Segment Open
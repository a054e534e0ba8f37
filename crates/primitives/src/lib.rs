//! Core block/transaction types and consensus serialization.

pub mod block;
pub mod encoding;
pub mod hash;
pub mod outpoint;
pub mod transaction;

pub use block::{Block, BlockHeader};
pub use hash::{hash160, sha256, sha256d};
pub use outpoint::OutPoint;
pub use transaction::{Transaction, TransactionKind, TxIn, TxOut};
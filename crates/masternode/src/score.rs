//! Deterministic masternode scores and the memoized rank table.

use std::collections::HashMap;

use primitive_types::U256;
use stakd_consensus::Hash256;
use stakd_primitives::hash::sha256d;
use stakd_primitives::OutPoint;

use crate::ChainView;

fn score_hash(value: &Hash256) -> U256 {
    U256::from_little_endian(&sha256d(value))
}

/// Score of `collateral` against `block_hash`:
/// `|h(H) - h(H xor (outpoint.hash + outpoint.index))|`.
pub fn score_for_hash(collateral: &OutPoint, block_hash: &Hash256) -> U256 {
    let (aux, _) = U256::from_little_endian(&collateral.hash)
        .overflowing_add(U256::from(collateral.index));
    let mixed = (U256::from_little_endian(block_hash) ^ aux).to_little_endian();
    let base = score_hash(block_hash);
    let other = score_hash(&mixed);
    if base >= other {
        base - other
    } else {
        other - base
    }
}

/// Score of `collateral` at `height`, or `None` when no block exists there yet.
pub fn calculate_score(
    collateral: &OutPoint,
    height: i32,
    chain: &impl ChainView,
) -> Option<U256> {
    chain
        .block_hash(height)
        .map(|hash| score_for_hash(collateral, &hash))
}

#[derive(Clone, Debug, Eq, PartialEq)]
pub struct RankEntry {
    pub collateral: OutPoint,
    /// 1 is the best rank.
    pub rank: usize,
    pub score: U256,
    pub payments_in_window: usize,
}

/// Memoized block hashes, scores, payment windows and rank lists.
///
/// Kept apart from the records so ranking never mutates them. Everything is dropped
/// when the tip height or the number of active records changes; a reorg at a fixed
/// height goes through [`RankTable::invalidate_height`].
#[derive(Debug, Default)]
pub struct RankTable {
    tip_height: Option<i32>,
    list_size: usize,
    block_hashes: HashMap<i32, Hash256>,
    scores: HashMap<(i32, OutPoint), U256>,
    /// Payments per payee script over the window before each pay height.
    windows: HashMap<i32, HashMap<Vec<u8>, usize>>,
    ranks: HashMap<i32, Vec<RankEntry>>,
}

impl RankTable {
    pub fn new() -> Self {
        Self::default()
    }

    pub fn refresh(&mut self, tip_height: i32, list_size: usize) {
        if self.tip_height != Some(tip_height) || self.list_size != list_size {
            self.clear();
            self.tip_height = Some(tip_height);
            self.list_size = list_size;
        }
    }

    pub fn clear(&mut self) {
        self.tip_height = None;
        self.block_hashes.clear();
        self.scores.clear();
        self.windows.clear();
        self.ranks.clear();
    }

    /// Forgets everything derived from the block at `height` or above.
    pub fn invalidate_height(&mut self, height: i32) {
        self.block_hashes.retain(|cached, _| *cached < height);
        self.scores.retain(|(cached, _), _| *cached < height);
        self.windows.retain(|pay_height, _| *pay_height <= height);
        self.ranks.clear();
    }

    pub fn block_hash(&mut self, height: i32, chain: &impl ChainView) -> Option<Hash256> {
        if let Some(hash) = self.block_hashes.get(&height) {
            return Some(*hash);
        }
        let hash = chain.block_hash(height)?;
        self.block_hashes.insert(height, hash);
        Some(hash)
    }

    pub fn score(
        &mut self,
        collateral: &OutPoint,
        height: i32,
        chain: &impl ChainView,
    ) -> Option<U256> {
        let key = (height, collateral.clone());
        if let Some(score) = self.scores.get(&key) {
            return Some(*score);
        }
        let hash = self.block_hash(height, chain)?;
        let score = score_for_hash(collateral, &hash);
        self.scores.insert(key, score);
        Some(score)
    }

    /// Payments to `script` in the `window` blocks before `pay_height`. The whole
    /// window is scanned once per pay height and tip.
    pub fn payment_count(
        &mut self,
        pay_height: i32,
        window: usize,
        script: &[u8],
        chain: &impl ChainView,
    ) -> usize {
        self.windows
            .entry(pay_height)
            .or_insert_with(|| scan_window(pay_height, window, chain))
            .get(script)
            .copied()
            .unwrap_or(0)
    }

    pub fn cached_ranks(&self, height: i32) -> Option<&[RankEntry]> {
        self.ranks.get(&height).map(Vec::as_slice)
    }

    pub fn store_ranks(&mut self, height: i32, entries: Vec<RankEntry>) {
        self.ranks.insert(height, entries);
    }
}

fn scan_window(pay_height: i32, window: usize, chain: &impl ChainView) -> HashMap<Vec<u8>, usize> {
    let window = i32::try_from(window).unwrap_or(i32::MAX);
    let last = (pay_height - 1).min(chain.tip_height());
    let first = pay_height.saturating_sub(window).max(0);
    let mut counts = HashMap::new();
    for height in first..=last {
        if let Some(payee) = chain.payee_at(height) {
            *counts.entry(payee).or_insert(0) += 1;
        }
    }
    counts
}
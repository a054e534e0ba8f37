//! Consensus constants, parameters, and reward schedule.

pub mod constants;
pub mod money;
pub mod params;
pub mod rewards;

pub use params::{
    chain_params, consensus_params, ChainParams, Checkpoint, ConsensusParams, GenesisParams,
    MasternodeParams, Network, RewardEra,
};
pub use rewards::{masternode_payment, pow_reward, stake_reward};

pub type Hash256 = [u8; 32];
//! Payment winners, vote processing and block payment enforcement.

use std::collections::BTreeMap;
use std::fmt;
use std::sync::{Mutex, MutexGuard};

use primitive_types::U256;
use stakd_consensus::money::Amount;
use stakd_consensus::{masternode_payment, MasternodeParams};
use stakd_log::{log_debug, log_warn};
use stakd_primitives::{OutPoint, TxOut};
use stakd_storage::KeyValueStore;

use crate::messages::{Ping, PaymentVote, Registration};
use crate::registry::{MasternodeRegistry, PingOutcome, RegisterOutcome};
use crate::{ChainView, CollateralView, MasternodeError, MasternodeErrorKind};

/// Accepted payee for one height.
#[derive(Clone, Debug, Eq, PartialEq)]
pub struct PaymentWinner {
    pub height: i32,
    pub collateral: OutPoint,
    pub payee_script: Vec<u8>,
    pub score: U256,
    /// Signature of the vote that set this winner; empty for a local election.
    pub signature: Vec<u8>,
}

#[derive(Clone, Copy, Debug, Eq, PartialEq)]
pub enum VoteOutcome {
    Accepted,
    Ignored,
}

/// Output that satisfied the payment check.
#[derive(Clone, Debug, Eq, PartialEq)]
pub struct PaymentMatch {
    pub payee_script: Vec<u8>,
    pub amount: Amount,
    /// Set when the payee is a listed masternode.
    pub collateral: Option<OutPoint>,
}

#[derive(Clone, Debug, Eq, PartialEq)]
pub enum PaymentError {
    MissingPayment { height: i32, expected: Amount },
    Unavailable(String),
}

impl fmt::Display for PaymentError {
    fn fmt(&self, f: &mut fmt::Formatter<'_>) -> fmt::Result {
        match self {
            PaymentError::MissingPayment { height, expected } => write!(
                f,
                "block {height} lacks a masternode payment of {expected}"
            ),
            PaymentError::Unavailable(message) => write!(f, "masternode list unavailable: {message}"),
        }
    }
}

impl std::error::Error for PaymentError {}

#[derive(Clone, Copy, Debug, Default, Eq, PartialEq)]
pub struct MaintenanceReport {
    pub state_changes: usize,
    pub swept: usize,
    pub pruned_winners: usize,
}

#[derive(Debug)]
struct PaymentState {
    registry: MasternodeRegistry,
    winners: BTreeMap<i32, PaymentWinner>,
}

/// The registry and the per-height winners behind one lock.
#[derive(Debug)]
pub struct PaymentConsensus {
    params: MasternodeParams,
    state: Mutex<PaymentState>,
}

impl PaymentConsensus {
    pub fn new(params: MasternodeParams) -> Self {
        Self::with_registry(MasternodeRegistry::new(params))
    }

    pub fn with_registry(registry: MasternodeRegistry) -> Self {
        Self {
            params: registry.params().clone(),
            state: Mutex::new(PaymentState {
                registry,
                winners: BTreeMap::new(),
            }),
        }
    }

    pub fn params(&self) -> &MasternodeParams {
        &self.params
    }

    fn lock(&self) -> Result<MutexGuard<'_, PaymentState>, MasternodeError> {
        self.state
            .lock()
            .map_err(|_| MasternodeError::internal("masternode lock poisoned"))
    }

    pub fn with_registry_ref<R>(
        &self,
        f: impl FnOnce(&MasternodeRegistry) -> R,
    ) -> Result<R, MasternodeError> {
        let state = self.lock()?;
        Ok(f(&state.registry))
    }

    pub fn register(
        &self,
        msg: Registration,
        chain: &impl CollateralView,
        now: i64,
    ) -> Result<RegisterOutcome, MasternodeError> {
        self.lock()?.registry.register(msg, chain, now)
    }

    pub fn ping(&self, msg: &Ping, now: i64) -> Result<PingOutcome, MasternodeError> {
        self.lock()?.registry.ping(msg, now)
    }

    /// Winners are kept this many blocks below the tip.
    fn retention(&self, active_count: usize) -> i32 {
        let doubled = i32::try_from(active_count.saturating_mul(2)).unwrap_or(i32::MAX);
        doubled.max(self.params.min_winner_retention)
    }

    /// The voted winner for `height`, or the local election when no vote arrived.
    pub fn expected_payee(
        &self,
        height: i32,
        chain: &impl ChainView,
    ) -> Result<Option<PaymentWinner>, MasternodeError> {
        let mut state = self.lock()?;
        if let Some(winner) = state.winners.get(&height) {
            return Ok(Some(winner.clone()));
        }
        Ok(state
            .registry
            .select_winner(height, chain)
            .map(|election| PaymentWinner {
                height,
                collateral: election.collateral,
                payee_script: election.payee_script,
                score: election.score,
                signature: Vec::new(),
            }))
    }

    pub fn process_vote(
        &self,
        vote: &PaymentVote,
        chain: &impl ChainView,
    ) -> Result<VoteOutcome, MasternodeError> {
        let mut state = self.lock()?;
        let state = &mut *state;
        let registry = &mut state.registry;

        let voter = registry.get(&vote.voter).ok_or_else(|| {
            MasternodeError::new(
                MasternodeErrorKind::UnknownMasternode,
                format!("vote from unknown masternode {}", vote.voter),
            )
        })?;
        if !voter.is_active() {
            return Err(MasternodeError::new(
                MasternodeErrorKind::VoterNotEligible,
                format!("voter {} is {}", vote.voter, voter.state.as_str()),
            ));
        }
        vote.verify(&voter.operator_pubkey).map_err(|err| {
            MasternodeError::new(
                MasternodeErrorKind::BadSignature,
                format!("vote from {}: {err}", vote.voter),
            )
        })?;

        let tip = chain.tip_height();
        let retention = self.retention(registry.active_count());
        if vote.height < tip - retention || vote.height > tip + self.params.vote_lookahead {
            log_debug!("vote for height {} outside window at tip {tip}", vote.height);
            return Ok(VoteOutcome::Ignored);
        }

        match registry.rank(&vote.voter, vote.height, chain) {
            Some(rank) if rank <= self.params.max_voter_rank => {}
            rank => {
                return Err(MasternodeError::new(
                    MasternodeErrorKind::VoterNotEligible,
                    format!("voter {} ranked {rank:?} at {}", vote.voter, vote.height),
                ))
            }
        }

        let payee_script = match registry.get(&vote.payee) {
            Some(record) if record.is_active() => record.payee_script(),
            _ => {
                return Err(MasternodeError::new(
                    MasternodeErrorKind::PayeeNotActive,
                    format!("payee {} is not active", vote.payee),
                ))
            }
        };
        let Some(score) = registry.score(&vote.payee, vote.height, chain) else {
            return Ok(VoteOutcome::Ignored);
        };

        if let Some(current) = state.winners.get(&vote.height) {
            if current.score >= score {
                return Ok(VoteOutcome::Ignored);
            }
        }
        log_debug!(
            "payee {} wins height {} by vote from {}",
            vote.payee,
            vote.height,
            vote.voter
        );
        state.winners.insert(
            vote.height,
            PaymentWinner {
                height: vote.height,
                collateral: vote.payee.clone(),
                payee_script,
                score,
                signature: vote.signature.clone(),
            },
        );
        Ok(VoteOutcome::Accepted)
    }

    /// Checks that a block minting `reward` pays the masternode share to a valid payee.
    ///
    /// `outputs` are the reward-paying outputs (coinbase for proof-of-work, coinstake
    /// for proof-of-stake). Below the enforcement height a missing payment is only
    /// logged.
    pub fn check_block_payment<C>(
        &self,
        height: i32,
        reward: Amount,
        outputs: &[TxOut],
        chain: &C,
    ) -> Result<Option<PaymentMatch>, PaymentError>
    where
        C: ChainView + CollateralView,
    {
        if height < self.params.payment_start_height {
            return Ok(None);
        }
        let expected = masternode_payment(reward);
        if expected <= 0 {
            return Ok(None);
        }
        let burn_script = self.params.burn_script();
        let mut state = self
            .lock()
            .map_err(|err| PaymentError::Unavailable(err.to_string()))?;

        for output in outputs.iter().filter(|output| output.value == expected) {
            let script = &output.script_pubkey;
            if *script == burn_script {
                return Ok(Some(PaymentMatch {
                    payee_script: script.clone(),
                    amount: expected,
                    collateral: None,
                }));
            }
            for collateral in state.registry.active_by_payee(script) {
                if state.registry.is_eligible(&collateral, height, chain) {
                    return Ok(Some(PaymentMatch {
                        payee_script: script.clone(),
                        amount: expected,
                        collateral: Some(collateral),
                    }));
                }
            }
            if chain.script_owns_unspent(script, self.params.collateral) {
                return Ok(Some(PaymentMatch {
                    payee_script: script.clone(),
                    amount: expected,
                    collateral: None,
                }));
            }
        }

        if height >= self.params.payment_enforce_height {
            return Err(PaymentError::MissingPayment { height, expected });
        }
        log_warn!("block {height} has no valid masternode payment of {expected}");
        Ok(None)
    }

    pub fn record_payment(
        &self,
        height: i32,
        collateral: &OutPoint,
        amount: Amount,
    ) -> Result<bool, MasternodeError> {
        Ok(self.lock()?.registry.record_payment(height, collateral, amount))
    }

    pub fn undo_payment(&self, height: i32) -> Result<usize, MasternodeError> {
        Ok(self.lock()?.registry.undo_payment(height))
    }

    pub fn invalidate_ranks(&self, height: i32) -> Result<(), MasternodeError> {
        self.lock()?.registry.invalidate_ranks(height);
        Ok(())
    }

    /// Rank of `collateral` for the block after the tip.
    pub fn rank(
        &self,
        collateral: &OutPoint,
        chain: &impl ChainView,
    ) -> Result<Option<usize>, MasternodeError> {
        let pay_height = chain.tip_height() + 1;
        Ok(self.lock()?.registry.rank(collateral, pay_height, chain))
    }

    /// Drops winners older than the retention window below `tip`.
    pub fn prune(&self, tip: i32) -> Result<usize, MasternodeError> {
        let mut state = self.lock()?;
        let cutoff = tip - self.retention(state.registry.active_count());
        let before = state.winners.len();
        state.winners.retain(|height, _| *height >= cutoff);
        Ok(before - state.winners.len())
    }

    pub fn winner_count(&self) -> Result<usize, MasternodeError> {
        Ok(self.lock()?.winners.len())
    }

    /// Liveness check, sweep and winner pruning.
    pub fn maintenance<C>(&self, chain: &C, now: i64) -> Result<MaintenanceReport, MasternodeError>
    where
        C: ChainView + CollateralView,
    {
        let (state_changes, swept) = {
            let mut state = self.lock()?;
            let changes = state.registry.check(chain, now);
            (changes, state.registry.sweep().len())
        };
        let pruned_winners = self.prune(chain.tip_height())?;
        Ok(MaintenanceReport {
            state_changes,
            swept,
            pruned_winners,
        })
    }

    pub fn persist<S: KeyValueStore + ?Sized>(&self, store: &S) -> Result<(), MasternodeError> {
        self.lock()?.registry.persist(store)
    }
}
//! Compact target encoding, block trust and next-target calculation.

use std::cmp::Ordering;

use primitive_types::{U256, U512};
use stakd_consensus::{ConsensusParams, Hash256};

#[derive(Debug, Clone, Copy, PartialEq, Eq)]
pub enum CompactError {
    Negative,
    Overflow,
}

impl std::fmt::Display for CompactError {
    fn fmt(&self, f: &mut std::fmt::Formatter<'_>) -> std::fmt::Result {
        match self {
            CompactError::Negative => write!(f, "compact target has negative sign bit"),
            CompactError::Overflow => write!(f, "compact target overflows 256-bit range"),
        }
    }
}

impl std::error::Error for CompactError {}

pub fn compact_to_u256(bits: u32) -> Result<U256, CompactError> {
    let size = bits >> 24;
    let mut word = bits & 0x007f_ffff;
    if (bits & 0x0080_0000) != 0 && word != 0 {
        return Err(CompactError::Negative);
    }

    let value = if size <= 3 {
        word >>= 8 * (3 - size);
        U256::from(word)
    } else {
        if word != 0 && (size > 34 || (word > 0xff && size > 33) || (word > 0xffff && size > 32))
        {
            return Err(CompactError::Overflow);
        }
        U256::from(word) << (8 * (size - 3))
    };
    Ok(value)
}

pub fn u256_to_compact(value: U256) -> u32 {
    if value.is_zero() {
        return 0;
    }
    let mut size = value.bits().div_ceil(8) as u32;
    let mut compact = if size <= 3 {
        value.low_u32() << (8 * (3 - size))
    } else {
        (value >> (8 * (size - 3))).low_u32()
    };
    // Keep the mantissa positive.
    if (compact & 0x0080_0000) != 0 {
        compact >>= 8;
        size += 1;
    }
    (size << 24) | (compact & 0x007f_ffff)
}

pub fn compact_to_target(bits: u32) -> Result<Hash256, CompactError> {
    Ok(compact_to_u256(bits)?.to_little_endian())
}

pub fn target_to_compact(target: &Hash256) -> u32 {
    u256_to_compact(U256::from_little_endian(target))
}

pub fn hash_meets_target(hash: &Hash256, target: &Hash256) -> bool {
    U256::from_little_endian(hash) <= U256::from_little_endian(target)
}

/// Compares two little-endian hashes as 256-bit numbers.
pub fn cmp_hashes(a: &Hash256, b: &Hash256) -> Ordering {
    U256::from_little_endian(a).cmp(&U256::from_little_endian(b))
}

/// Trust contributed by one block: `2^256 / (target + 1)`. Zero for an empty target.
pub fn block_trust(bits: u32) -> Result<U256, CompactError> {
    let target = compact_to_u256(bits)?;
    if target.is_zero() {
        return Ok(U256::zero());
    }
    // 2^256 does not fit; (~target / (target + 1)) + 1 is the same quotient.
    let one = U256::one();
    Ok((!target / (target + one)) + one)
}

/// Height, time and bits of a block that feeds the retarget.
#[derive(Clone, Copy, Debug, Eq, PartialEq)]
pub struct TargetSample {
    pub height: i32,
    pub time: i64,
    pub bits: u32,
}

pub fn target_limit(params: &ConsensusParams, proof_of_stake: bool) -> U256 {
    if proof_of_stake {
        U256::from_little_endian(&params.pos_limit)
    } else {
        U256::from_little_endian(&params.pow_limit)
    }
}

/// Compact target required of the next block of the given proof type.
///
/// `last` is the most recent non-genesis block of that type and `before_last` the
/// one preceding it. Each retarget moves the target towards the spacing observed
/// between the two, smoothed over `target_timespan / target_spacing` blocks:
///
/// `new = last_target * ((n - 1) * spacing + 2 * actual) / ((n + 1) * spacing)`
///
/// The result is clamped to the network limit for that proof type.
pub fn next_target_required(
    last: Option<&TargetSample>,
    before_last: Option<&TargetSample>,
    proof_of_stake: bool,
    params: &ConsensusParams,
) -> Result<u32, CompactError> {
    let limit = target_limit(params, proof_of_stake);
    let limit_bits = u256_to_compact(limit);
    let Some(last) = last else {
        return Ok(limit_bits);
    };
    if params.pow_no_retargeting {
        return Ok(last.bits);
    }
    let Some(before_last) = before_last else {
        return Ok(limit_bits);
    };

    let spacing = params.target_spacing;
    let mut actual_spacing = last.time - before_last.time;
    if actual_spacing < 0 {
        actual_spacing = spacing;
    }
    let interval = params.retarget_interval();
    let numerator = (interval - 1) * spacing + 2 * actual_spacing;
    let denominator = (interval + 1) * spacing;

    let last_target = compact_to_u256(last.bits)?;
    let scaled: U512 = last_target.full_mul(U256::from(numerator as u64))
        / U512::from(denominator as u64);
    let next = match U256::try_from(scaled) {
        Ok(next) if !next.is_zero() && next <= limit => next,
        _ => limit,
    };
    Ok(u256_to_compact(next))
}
Segment Closed
● EXERCISE DIRECTIONS
What is the number of lines in the listing that hold the word "election"? Say only that number.

● RESPONSE TO THE EXERCISE
6